Using the line that contains "pub fn is_empty(&self)" as the first line and the last line of the data as the final one, give every line in that range again exactly.

(Items from a dataset)
════════════════════

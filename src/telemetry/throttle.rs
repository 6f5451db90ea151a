use std::collections::HashMap;

/// Last emission time per `(component, event)`.
///
/// Entries live for the whole session; nothing is evicted.
#[derive(Debug, Default)]
pub struct LogThrottle {
    last_emitted: HashMap<(String, String), f64>,
}

impl LogThrottle {
    pub fn new() -> Self {
        Self::default()
    }

    /// Returns `true` and stamps `now` when the key may emit.
    /// A suppressed call leaves the previous stamp untouched.
    pub fn should_log(&mut self, component: &str, event: &str, now: f64, throttle_ms: f64) -> bool {
        let key = (component.to_string(), event.to_string());
        if let Some(last) = self.last_emitted.get(&key) {
            if now - last < throttle_ms {
                return false;
            }
        }
        self.last_emitted.insert(key, now);
        true
    }

    pub fn last_emitted(&self, component: &str, event: &str) -> Option<f64> {
        self.last_emitted
            .get(&(component.to_string(), event.to_string()))
            .copied()
    }

    pub fn len(&self) -> usize {
        self.last_emitted.len()
    }

    pub fn is_empty(&self) -> bool {
        self.last_emitted.is_empty()
    }
}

════════════════════

**Output of the exercise:**
    pub fn is_empty(&self) -> bool {
        self.last_emitted.is_empty()
    }
}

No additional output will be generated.